Where “2021” feels like short story, at just a minute and a half long, “Harmony Hall” is more like an ode, running a full five minutes. The band emotes: “Singers harmonize til they can’t hear anything,” perhaps read as a comment about the pressure on successful musicians to produce more music quickly, and perhaps also a small explanation of the prolonged hiatus.

I realized why these songs evoke such nostalgia for me. The songs reuse sounds and even lyrics from earlier tracks. For instance, in “Harmony Hall,” the line “ I don’t wanna live like this, but I don’t wanna die” is from their 2013 song “Finger Back.” Recalling this lyric in such a way adds poignancy to the theme of time, and how words gain different meaning as we age. Their songs  are meant to induce sentimentality for the listener.

My favorite line is: “Wicked snakes inside a place we thought was dignified” because that sounds to me like a pretty clear reference to an Ivy League school. You need only check out “Overheard at Yale” to see the many references to people acting like snakes. The band-members seem to have had a similar experience, stemming from their time at Columbia.  By including the use of past tense (“we thought was dignified”), it echoes some of the feelings I’ve admittedly had at Yale as institutions like this inevitably cannot live up to their own illustrious reputations. The cover of the album, a green snake against a white background, echoes these lyrics. This physical imagery ties to the visual imagery evoked in the songs, in a sort of ekphrasis.
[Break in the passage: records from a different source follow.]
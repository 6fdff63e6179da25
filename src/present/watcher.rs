//! # Watcher: a Present with throttled progress and completion sinks.
//!
//! [`Watcher`] parallels a future-watcher: it wraps a [`Present`] and turns
//! the task's raw write notifications into a debounced `written` stream,
//! plus a one-shot `finished` signal.
//!
//! ## Architecture
//! ```text
//! cell write ──► Runner::notify_written ──► this watcher's Throttler
//!                                                 │ (debounce)
//!                          written().await ◄── [queue of 1]
//!
//! terminal transition ──► done channel ──► finished().await
//! ```
//!
//! ## Rules
//! - Each watcher owns its own throttler (default interval from the
//!   manager's config, adjustable per watcher), so two watchers of the same
//!   task may observe different cadences.
//! - The written queue holds one pending notification; bursts collapse.
//! - Dropping the watcher detaches it from the task and tears the
//!   throttler down.
//! - A watcher attached after the task already ended still gets its
//!   `finished` signal.

use std::sync::Arc;
use std::time::Duration;

use tokio::sync::{broadcast, mpsc};

use crate::core::runner::ExitStatus;
use crate::present::Present;
use crate::snapshot::Snapshot;
use crate::throttle::Throttler;

/// Live subscription to one task's progress.
struct Subscription {
    id: u64,
    throttler: Arc<Throttler>,
    written: mpsc::Receiver<()>,
    done: broadcast::Receiver<ExitStatus>,
}

/// A [`Present`] plus throttled `written` and one-shot `finished` sinks.
pub struct Watcher<D: Clone> {
    present: Present<D>,
    subscription: Option<Subscription>,
}

impl<D: Clone> Watcher<D> {
    /// Attaches a watcher to the task behind `present`.
    ///
    /// A watcher of the empty present is inert: `written` and `finished`
    /// return immediately with nothing to report.
    pub fn new(present: Present<D>) -> Self {
        let subscription = present.runner().map(|runner| {
            let (id, throttler, written) = runner.attach_watcher();
            Subscription {
                id,
                throttler,
                written,
                done: runner.subscribe_done(),
            }
        });
        Self {
            present,
            subscription,
        }
    }

    /// The underlying present.
    pub fn present(&self) -> &Present<D> {
        &self.present
    }

    /// Waits for the next debounced written notification.
    ///
    /// Returns `false` when no further notifications can arrive (inert
    /// watcher, or the manager tore the notification path down).
    pub async fn written(&mut self) -> bool {
        match &mut self.subscription {
            Some(sub) => sub.written.recv().await.is_some(),
            None => false,
        }
    }

    /// Waits for the task to reach a terminal state.
    ///
    /// Fires exactly once per watcher for a task that ends; if the task
    /// ended before this call, it fires immediately (the missed signal is
    /// re-broadcast).
    pub async fn finished(&mut self) {
        let Some(sub) = &mut self.subscription else {
            return;
        };
        // A task that ended before this watcher subscribed never signals
        // the channel again; the state itself is authoritative.
        let already_over = self
            .present
            .runner()
            .is_none_or(|runner| runner.current().is_terminal());
        if already_over {
            return;
        }
        match sub.done.recv().await {
            Ok(_status) => {}
            Err(_closed_or_lagged) => {
                self.present.wait_for_finished().await;
            }
        }
    }

    /// Updates this watcher's debounce interval.
    pub fn set_throttle(&self, interval: Duration) {
        if let Some(sub) = &self.subscription {
            sub.throttler.set_default(interval);
        }
    }

    // Convenience mirror of the present's surface, so a watcher can be
    // passed around on its own.

    /// See [`Present::snapshot`].
    #[track_caller]
    pub fn snapshot(&self) -> Snapshot<D> {
        self.present.snapshot()
    }

    /// See [`Present::is_canceled`].
    pub fn is_canceled(&self) -> bool {
        self.present.is_canceled()
    }

    /// See [`Present::is_finished`].
    pub fn is_finished(&self) -> bool {
        self.present.is_finished()
    }

    /// See [`Present::is_paused`].
    pub fn is_paused(&self) -> bool {
        self.present.is_paused()
    }

    /// See [`Present::cancel`].
    pub fn cancel(&self) {
        self.present.cancel();
    }

    /// See [`Present::pause`].
    pub fn pause(&self) {
        self.present.pause();
    }

    /// See [`Present::resume`].
    pub async fn resume(&self) {
        self.present.resume().await;
    }

    /// See [`Present::wait_for_finished`].
    pub async fn wait_for_finished(&self) {
        self.present.wait_for_finished().await;
    }
}

impl<D: Clone> Drop for Watcher<D> {
    fn drop(&mut self) {
        if let (Some(sub), Some(runner)) = (&self.subscription, self.present.runner()) {
            runner.detach_watcher(sub.id);
        }
    }
}
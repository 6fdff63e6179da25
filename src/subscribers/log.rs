//! # Simple logging subscriber for debugging and demos.
//!
//! [`LogWriter`] prints events to stdout in a human-readable format.
//! This is primarily useful for development, debugging, and examples.
//!
//! ## Output format
//! ```text
//! [queued] task=mandelbrot id=task-0
//! [thinking] task=mandelbrot id=task-0
//! [written]
//! [paused] task=mandelbrot id=task-0
//! [canceled] task=mandelbrot id=task-0
//! [removed] task=mandelbrot id=task-0
//! ```

use async_trait::async_trait;

use crate::events::{Event, EventKind};
use crate::subscribers::Subscribe;

/// Simple stdout logging subscriber.
///
/// Enabled via the `logging` feature. Prints human-readable event
/// descriptions to stdout for debugging and demonstration purposes.
///
/// Not intended for production use - implement a custom [`Subscribe`] for
/// structured logging or metrics collection.
pub struct LogWriter;

#[async_trait]
impl Subscribe for LogWriter {
    async fn on_event(&self, e: &Event) {
        let tag = match e.kind {
            EventKind::Queued => "queued",
            EventKind::Thinking => "thinking",
            EventKind::Paused => "paused",
            EventKind::Resumed => "resumed",
            EventKind::Finished => "finished",
            EventKind::Canceled => "canceled",
            EventKind::Removed => "removed",
            EventKind::Written => {
                println!("[written]");
                return;
            }
            EventKind::SubscriberOverflow => {
                println!("[subscriber-overflow] task={:?} err={:?}", e.task, e.error);
                return;
            }
            EventKind::SubscriberPanicked => {
                println!("[subscriber-panicked] task={:?} err={:?}", e.task, e.error);
                return;
            }
        };
        match (&e.task, &e.id) {
            (Some(task), Some(id)) => println!("[{tag}] task={task} id={id}"),
            (Some(task), None) => println!("[{tag}] task={task}"),
            _ => println!("[{tag}]"),
        }
    }

    fn name(&self) -> &'static str {
        "log"
    }
}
I love Vampire Weekend in large part because of the visual quality of their lyrics; it is as if they are meant to send you into fits of daydreams. This is evident in part of the chorus to Harmony Hall – “And the stone walls of Harmony Hall bear witness.” I think of a physical building watching over the sins of the people below. Such is also the case with the song “Run” with the lyrics: “Worlds away from cars / And all the stars and bars / Where a little bit of condensation means so much / And a little bit of change is all your little fingers touch. I think about just leaving everything. California English, with it’s staccato rhythm and funny jargon makes me cry out for my home state of California. And I love “Step,” which has a lyric about a girl “studying frescoes,” which speaks to my love of art history. Everyone can see part of themselves in these songs.

Many people at Yale have already bought their tickets to Vampire Weekend’s September concert at the enormous venue Madison Square Garden Show. I contemplated doing the same but realized that I prefer to listen to my Vampire Weekend with a big mug of warm tea and a moment of solitude, letting nostalgia permeate.